--- Problem to solve ---
Copy out every line of the records where the string "Duration" occurs.

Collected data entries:

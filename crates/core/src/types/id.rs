//! Newtype IDs for type-safe entity references.
//!
//! Catalog entities use small integer ids (`define_id!`), while users are
//! identified by the opaque UUID handed out by the authentication provider.

use core::fmt;
use core::str::FromStr;

use serde::{Deserialize, Serialize};
use uuid::Uuid;

/// Macro to define a type-safe integer ID wrapper.
///
/// Creates a newtype wrapper around `i32` with:
/// - `Serialize`/`Deserialize` with `#[serde(transparent)]`
/// - `Debug`, `Clone`, `Copy`, `PartialEq`, `Eq`, `Hash`, `PartialOrd`, `Ord`
/// - Conversion methods: `new()`, `as_i32()`
/// - `From<i32>` and `Into<i32>` implementations
/// - `sqlx` `Type`, `Encode`, and `Decode` implementations (with `postgres` feature)
///
/// # Example
///
/// ```rust
/// # use basket_core::define_id;
/// define_id!(ShelfId);
/// define_id!(AisleId);
///
/// let shelf = ShelfId::new(1);
/// let aisle = AisleId::new(1);
/// assert_eq!(shelf.as_i32(), aisle.as_i32());
///
/// // These are different types, so this won't compile:
/// // let _: ShelfId = aisle;
/// ```
#[macro_export]
macro_rules! define_id {
    ($name:ident) => {
        #[derive(
            Debug,
            Clone,
            Copy,
            PartialEq,
            Eq,
            Hash,
            PartialOrd,
            Ord,
            ::serde::Serialize,
            ::serde::Deserialize
        )]
        #[serde(transparent)]
        pub struct $name(i32);

        impl $name {
            /// Create a new ID from an i32 value.
            #[must_use]
            pub const fn new(id: i32) -> Self {
                Self(id)
            }

            /// Get the underlying i32 value.
            #[must_use]
            pub const fn as_i32(&self) -> i32 {
                self.0
            }
        }

        impl ::core::fmt::Display for $name {
            fn fmt(&self, f: &mut ::core::fmt::Formatter<'_>) -> ::core::fmt::Result {
                write!(f, "{}", self.0)
            }
        }

        impl From<i32> for $name {
            fn from(id: i32) -> Self {
                Self(id)
            }
        }

        impl From<$name> for i32 {
            fn from(id: $name) -> Self {
                id.0
            }
        }

        #[cfg(feature = "postgres")]
        impl ::sqlx::Type<::sqlx::Postgres> for $name {
            fn type_info() -> ::sqlx::postgres::PgTypeInfo {
                <i32 as ::sqlx::Type<::sqlx::Postgres>>::type_info()
            }

            fn compatible(ty: &::sqlx::postgres::PgTypeInfo) -> bool {
                <i32 as ::sqlx::Type<::sqlx::Postgres>>::compatible(ty)
            }
        }

        #[cfg(feature = "postgres")]
        impl<'r> ::sqlx::Decode<'r, ::sqlx::Postgres> for $name {
            fn decode(
                value: ::sqlx::postgres::PgValueRef<'r>,
            ) -> ::core::result::Result<Self, ::sqlx::error::BoxDynError> {
                let id = <i32 as ::sqlx::Decode<::sqlx::Postgres>>::decode(value)?;
                Ok(Self(id))
            }
        }

        #[cfg(feature = "postgres")]
        impl ::sqlx::Encode<'_, ::sqlx::Postgres> for $name {
            fn encode_by_ref(
                &self,
                buf: &mut ::sqlx::postgres::PgArgumentBuffer,
            ) -> ::std::result::Result<::sqlx::encode::IsNull, ::sqlx::error::BoxDynError> {
                <i32 as ::sqlx::Encode<::sqlx::Postgres>>::encode_by_ref(&self.0, buf)
            }
        }
    };
}

define_id!(ItemId);

/// Identity of a signed-in shopper.
///
/// Opaque to the cart: it is only compared for equality and used as the
/// partition key of the persisted cart record.
#[derive(Debug, Clone, Copy, PartialEq, Eq, Hash, Serialize, Deserialize)]
#[serde(transparent)]
pub struct UserId(Uuid);

impl UserId {
    /// Wrap an existing UUID.
    #[must_use]
    pub const fn new(id: Uuid) -> Self {
        Self(id)
    }

    /// Generate a fresh random identity.
    #[must_use]
    pub fn random() -> Self {
        Self(Uuid::new_v4())
    }

    /// Get the underlying UUID.
    #[must_use]
    pub const fn as_uuid(&self) -> Uuid {
        self.0
    }
}

impl fmt::Display for UserId {
    fn fmt(&self, f: &mut fmt::Formatter<'_>) -> fmt::Result {
        self.0.fmt(f)
    }
}

impl FromStr for UserId {
    type Err = uuid::Error;

    fn from_str(s: &str) -> Result<Self, Self::Err> {
        Uuid::parse_str(s).map(Self)
    }
}

impl From<Uuid> for UserId {
    fn from(id: Uuid) -> Self {
        Self(id)
    }
}

impl From<UserId> for Uuid {
    fn from(id: UserId) -> Self {
        id.0
    }
}

#[cfg(feature = "postgres")]
impl ::sqlx::Type<::sqlx::Postgres> for UserId {
    fn type_info() -> ::sqlx::postgres::PgTypeInfo {
        <Uuid as ::sqlx::Type<::sqlx::Postgres>>::type_info()
    }

    fn compatible(ty: &::sqlx::postgres::PgTypeInfo) -> bool {
        <Uuid as ::sqlx::Type<::sqlx::Postgres>>::compatible(ty)
    }
}

#[cfg(feature = "postgres")]
impl<'r> ::sqlx::Decode<'r, ::sqlx::Postgres> for UserId {
    fn decode(
        value: ::sqlx::postgres::PgValueRef<'r>,
    ) -> Result<Self, ::sqlx::error::BoxDynError> {
        let id = <Uuid as ::sqlx::Decode<::sqlx::Postgres>>::decode(value)?;
        Ok(Self(id))
    }
}

#[cfg(feature = "postgres")]
impl ::sqlx::Encode<'_, ::sqlx::Postgres> for UserId {
    fn encode_by_ref(
        &self,
        buf: &mut ::sqlx::postgres::PgArgumentBuffer,
    ) -> Result<::sqlx::encode::IsNull, ::sqlx::error::BoxDynError> {
        <Uuid as ::sqlx::Encode<::sqlx::Postgres>>::encode_by_ref(&self.0, buf)
    }
}

#[cfg(test)]
#[allow(clippy::unwrap_used)]
mod tests {
    use super::*;

    #[test]
    fn test_item_id_roundtrip_i32() {
        let id = ItemId::new(7);
        assert_eq!(i32::from(id), 7);
        assert_eq!(ItemId::from(7), id);
        assert_eq!(id.to_string(), "7");
    }

    #[test]
    fn test_item_id_serializes_transparently() {
        let json = serde_json::to_string(&ItemId::new(3)).unwrap();
        assert_eq!(json, "3");
    }

    #[test]
    fn test_user_id_parse() {
        let raw = "6f1c1b7e-2a7c-4b8e-9f59-0c4d0e6b1a11";
        let user: UserId = raw.parse().unwrap();
        assert_eq!(user.to_string(), raw);
        assert!("not-a-uuid".parse::<UserId>().is_err());
    }

    #[test]
    fn test_user_id_random_is_distinct() {
        assert_ne!(UserId::random(), UserId::random());
    }
}
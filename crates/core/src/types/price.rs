//! Decimal pricing primitives.
//!
//! Prices are plain [`Decimal`] amounts in the storefront's currency
//! (no minor-unit scaling). Promotional discounts are expressed as a
//! validated [`Percent`].

use core::fmt;

use rust_decimal::Decimal;
use serde::{Deserialize, Serialize};

/// Errors that can occur when constructing a [`Percent`].
#[derive(thiserror::Error, Debug, Clone, PartialEq, Eq)]
pub enum PercentError {
    /// The value is below zero.
    #[error("percentage cannot be negative (got {0})")]
    Negative(Decimal),
    /// The value is above one hundred.
    #[error("percentage cannot exceed 100 (got {0})")]
    TooLarge(Decimal),
}

/// A percentage in the inclusive range `0..=100`.
///
/// ## Examples
///
/// ```
/// use basket_core::Percent;
/// use rust_decimal::Decimal;
///
/// let twenty = Percent::new(Decimal::from(20)).unwrap();
/// assert_eq!(twenty.apply(Decimal::from(89)), Decimal::new(712, 1));
///
/// assert!(Percent::new(Decimal::from(101)).is_err());
/// assert!(Percent::new(Decimal::from(-1)).is_err());
/// ```
#[derive(Debug, Clone, Copy, PartialEq, Eq, Hash, PartialOrd, Ord, Serialize, Deserialize)]
#[serde(try_from = "Decimal", into = "Decimal")]
pub struct Percent(Decimal);

impl Percent {
    /// Zero percent.
    pub const ZERO: Self = Self(Decimal::ZERO);

    /// Create a percentage, rejecting values outside `0..=100`.
    ///
    /// # Errors
    ///
    /// Returns `PercentError` if the value is negative or above 100.
    pub fn new(value: Decimal) -> Result<Self, PercentError> {
        if value.is_sign_negative() && !value.is_zero() {
            return Err(PercentError::Negative(value));
        }
        if value > Decimal::ONE_HUNDRED {
            return Err(PercentError::TooLarge(value));
        }
        Ok(Self(value))
    }

    /// The raw percentage value (e.g. `20` for 20%).
    #[must_use]
    pub const fn value(&self) -> Decimal {
        self.0
    }

    /// The fraction of the original amount that remains after the discount.
    #[must_use]
    pub fn remaining_fraction(&self) -> Decimal {
        Decimal::ONE - self.0 / Decimal::ONE_HUNDRED
    }

    /// Apply this discount to an amount: `amount * (1 - pct / 100)`.
    #[must_use]
    pub fn apply(&self, amount: Decimal) -> Decimal {
        amount * self.remaining_fraction()
    }
}

impl TryFrom<Decimal> for Percent {
    type Error = PercentError;

    fn try_from(value: Decimal) -> Result<Self, Self::Error> {
        Self::new(value)
    }
}

impl From<Percent> for Decimal {
    fn from(pct: Percent) -> Self {
        pct.0
    }
}

impl fmt::Display for Percent {
    fn fmt(&self, f: &mut fmt::Formatter<'_>) -> fmt::Result {
        write!(f, "{}%", self.0.normalize())
    }
}

#[cfg(test)]
#[allow(clippy::unwrap_used)]
mod tests {
    use super::*;

    #[test]
    fn test_percent_bounds() {
        assert!(Percent::new(Decimal::ZERO).is_ok());
        assert!(Percent::new(Decimal::ONE_HUNDRED).is_ok());
        assert_eq!(
            Percent::new(Decimal::from(150)),
            Err(PercentError::TooLarge(Decimal::from(150)))
        );
        assert_eq!(
            Percent::new(Decimal::from(-5)),
            Err(PercentError::Negative(Decimal::from(-5)))
        );
    }

    #[test]
    fn test_percent_apply_is_exact() {
        let pct = Percent::new(Decimal::from(20)).unwrap();
        // 89 * 3 * 0.8 = 213.6 with no binary rounding
        assert_eq!(pct.apply(Decimal::from(267)), Decimal::new(2136, 1));
    }

    #[test]
    fn test_percent_deserialize_validates() {
        let ok: Percent = serde_json::from_str("15").unwrap();
        assert_eq!(ok.value(), Decimal::from(15));
        assert!(serde_json::from_str::<Percent>("120").is_err());
    }

    #[test]
    fn test_percent_display() {
        let pct = Percent::new(Decimal::new(125, 1)).unwrap();
        assert_eq!(pct.to_string(), "12.5%");
    }
}
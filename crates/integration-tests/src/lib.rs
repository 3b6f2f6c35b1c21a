//! Integration tests for Basket.
//!
//! # Running Tests
//!
//! ```bash
//! # In-memory store behaviour
//! cargo test -p basket-integration-tests
//!
//! # Including PostgreSQL-backed tests
//! CART_TEST_DATABASE_URL=postgres://localhost/basket_test \
//!     cargo test -p basket-integration-tests -- --include-ignored
//! ```
//!
//! # Test Categories
//!
//! - `cart_store` - Local operations, loads, and writes through the store
//! - `sync_worker` - Coalescing, failures, and identity races
//! - `postgres_store` - The `PostgreSQL` backend against a live database

use std::sync::Arc;
use std::time::Duration;

use basket_cart::remote::MemoryCartStore;
use basket_cart::{CartStore, Catalog, FixedClock, PersistedCartRow, RemoteCartStore};
use basket_core::{CatalogItem, ItemId, Percent, UserId};
use chrono::{DateTime, TimeZone, Utc};
use rust_decimal::Decimal;

/// Instant every test store stamps its writes with.
#[must_use]
pub fn fixed_now() -> DateTime<Utc> {
    Utc.with_ymd_and_hms(2026, 3, 1, 12, 0, 0)
        .single()
        .unwrap_or_default()
}

/// A small grocery catalog: yogurt with a 3-for-20%-off tier, plain bread,
/// and cheese with a 2-for-half-price tier.
///
/// # Panics
///
/// Panics if the fixture data is invalid.
#[must_use]
#[allow(clippy::unwrap_used)]
pub fn test_catalog() -> Arc<Catalog> {
    let catalog = Catalog::new(vec![
        CatalogItem::new(ItemId::new(1), "Greek Yogurt", "Dairy", Decimal::from(89))
            .with_promo(3, Percent::new(Decimal::from(20)).unwrap()),
        CatalogItem::new(ItemId::new(3), "Borodinsky Bread", "Bakery", Decimal::from(65)),
        CatalogItem::new(ItemId::new(4), "Maasdam Cheese", "Dairy", Decimal::from(320))
            .with_promo(2, Percent::new(Decimal::from(50)).unwrap()),
    ])
    .unwrap();
    Arc::new(catalog)
}

/// Spawn a store over `remote` with the test catalog and clock.
#[must_use]
pub fn spawn_store(remote: Arc<dyn RemoteCartStore>, debounce: Duration) -> CartStore {
    CartStore::builder(test_catalog(), remote)
        .sync_debounce(debounce)
        .clock(Arc::new(FixedClock(fixed_now())))
        .spawn()
}

/// Spawn a store over a fresh in-memory remote, returning both.
#[must_use]
pub fn spawn_memory_store(debounce: Duration) -> (CartStore, Arc<MemoryCartStore>) {
    let remote = Arc::new(MemoryCartStore::new());
    let store = spawn_store(Arc::clone(&remote) as Arc<dyn RemoteCartStore>, debounce);
    (store, remote)
}

/// A persisted row without a timestamp.
#[must_use]
pub const fn row(user_id: UserId, item: i32, quantity: i32) -> PersistedCartRow {
    PersistedCartRow {
        user_id,
        item_id: ItemId::new(item),
        quantity,
        updated_at: None,
    }
}

/// `(item, quantity)` pairs of persisted rows, in row order.
#[must_use]
pub fn row_pairs(rows: &[PersistedCartRow]) -> Vec<(i32, i32)> {
    rows.iter()
        .map(|row| (row.item_id.as_i32(), row.quantity))
        .collect()
}
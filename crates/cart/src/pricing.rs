//! Cart lines and tier pricing.
//!
//! A line whose quantity meets its item's promotional threshold is priced at
//! the discounted unit price for the *whole* quantity (tier pricing, not
//! marginal). Everything here is pure arithmetic over [`Decimal`], so totals
//! are exact: `savings == original_total - total` always holds.

use std::sync::Arc;

use rust_decimal::Decimal;
use serde::Serialize;

use basket_core::{CatalogItem, ItemId};

/// Largest quantity a line can hold. Persisted quantities are `INT4`.
pub const MAX_QUANTITY: u32 = i32::MAX.unsigned_abs();

/// One `(item, quantity)` pairing inside a cart.
///
/// The quantity is always at least 1; the store removes a line rather than
/// holding it at zero.
#[derive(Debug, Clone, PartialEq)]
pub struct CartLine {
    pub item: Arc<CatalogItem>,
    pub quantity: u32,
}

impl CartLine {
    /// Create a line. Callers guarantee `quantity >= 1`.
    #[must_use]
    pub const fn new(item: Arc<CatalogItem>, quantity: u32) -> Self {
        Self { item, quantity }
    }

    /// The catalog id this line refers to.
    #[must_use]
    pub fn item_id(&self) -> ItemId {
        self.item.id
    }

    /// Whether the item's promotional tier is in effect for this quantity.
    #[must_use]
    pub fn promo_applied(&self) -> bool {
        self.item
            .promo
            .is_some_and(|tier| tier.applies_to(self.quantity))
    }

    /// How many more units unlock the promotional tier.
    ///
    /// `None` when the item has no tier or the tier already applies.
    #[must_use]
    pub fn units_until_promo(&self) -> Option<u32> {
        let tier = self.item.promo?;
        tier.min_quantity
            .checked_sub(self.quantity)
            .filter(|&missing| missing > 0)
    }

    /// Unit price after any promotional discount.
    #[must_use]
    pub fn effective_unit_price(&self) -> Decimal {
        match self.item.promo {
            Some(tier) if tier.applies_to(self.quantity) => tier.discount.apply(self.item.price),
            _ => self.item.price,
        }
    }

    /// Line total after any promotional discount.
    #[must_use]
    pub fn line_total(&self) -> Decimal {
        let undiscounted = self.original_line_total();
        match self.item.promo {
            Some(tier) if tier.applies_to(self.quantity) => tier.discount.apply(undiscounted),
            _ => undiscounted,
        }
    }

    /// Line total at full price.
    #[must_use]
    pub fn original_line_total(&self) -> Decimal {
        self.item.price * Decimal::from(self.quantity)
    }
}

/// Sum of discounted line totals.
#[must_use]
pub fn total(lines: &[CartLine]) -> Decimal {
    lines.iter().map(CartLine::line_total).sum()
}

/// Sum of undiscounted line totals.
#[must_use]
pub fn original_total(lines: &[CartLine]) -> Decimal {
    lines.iter().map(CartLine::original_line_total).sum()
}

/// Amount saved through promotional tiers. Never negative.
#[must_use]
pub fn savings(lines: &[CartLine]) -> Decimal {
    original_total(lines) - total(lines)
}

/// Sum of raw quantities across lines.
#[must_use]
pub fn item_count(lines: &[CartLine]) -> u64 {
    lines.iter().map(|line| u64::from(line.quantity)).sum()
}

/// Priced summary of a cart, as shown in the cart footer.
#[derive(Debug, Clone, Copy, PartialEq, Eq, Serialize)]
pub struct CartTotals {
    pub total: Decimal,
    pub original_total: Decimal,
    pub savings: Decimal,
    pub item_count: u64,
    pub line_count: usize,
}

impl CartTotals {
    /// Price a set of lines.
    #[must_use]
    pub fn of(lines: &[CartLine]) -> Self {
        let total = total(lines);
        let original_total = original_total(lines);
        Self {
            total,
            original_total,
            savings: original_total - total,
            item_count: item_count(lines),
            line_count: lines.len(),
        }
    }
}

#[cfg(test)]
#[allow(clippy::unwrap_used)]
mod tests {
    use basket_core::Percent;

    use super::*;

    fn yogurt() -> Arc<CatalogItem> {
        Arc::new(
            CatalogItem::new(ItemId::new(1), "Greek Yogurt", "Dairy", Decimal::from(89))
                .with_promo(3, Percent::new(Decimal::from(20)).unwrap()),
        )
    }

    fn bread() -> Arc<CatalogItem> {
        Arc::new(CatalogItem::new(
            ItemId::new(3),
            "Borodinsky Bread",
            "Bakery",
            Decimal::from(65),
        ))
    }

    #[test]
    fn test_below_threshold_is_full_price() {
        let line = CartLine::new(yogurt(), 2);
        assert!(!line.promo_applied());
        assert_eq!(line.line_total(), Decimal::from(178));
        assert_eq!(line.effective_unit_price(), Decimal::from(89));
    }

    #[test]
    fn test_at_threshold_discounts_whole_quantity() {
        let line = CartLine::new(yogurt(), 3);
        assert!(line.promo_applied());
        assert_eq!(line.line_total(), Decimal::new(2136, 1));
        assert_eq!(line.effective_unit_price(), Decimal::new(712, 1));
        assert_eq!(line.original_line_total(), Decimal::from(267));
    }

    #[test]
    fn test_above_threshold_keeps_discount() {
        let line = CartLine::new(yogurt(), 5);
        // 89 * 5 * 0.8
        assert_eq!(line.line_total(), Decimal::from(356));
    }

    #[test]
    fn test_units_until_promo() {
        assert_eq!(CartLine::new(yogurt(), 1).units_until_promo(), Some(2));
        assert_eq!(CartLine::new(yogurt(), 3).units_until_promo(), None);
        assert_eq!(CartLine::new(yogurt(), 4).units_until_promo(), None);
        assert_eq!(CartLine::new(bread(), 1).units_until_promo(), None);
    }

    #[test]
    fn test_totals_over_mixed_lines() {
        let lines = vec![CartLine::new(yogurt(), 3), CartLine::new(bread(), 2)];
        let totals = CartTotals::of(&lines);

        assert_eq!(totals.total, Decimal::new(3436, 1)); // 213.6 + 130
        assert_eq!(totals.original_total, Decimal::from(397)); // 267 + 130
        assert_eq!(totals.savings, Decimal::new(534, 1));
        assert_eq!(totals.savings, totals.original_total - totals.total);
        assert_eq!(totals.item_count, 5);
        assert_eq!(totals.line_count, 2);
    }

    #[test]
    fn test_empty_cart_totals_are_zero() {
        let totals = CartTotals::of(&[]);
        assert_eq!(totals.total, Decimal::ZERO);
        assert_eq!(totals.savings, Decimal::ZERO);
        assert_eq!(totals.item_count, 0);
    }

    #[test]
    fn test_savings_never_negative() {
        for quantity in 1..=10 {
            let lines = vec![CartLine::new(yogurt(), quantity), CartLine::new(bread(), quantity)];
            assert!(savings(&lines) >= Decimal::ZERO);
        }
    }
}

--- Reply ---
use std::time::Duration;
pub fn spawn_store(remote: Arc<dyn RemoteCartStore>, debounce: Duration) -> CartStore {
pub fn spawn_memory_store(debounce: Duration) -> (CartStore, Arc<MemoryCartStore>) {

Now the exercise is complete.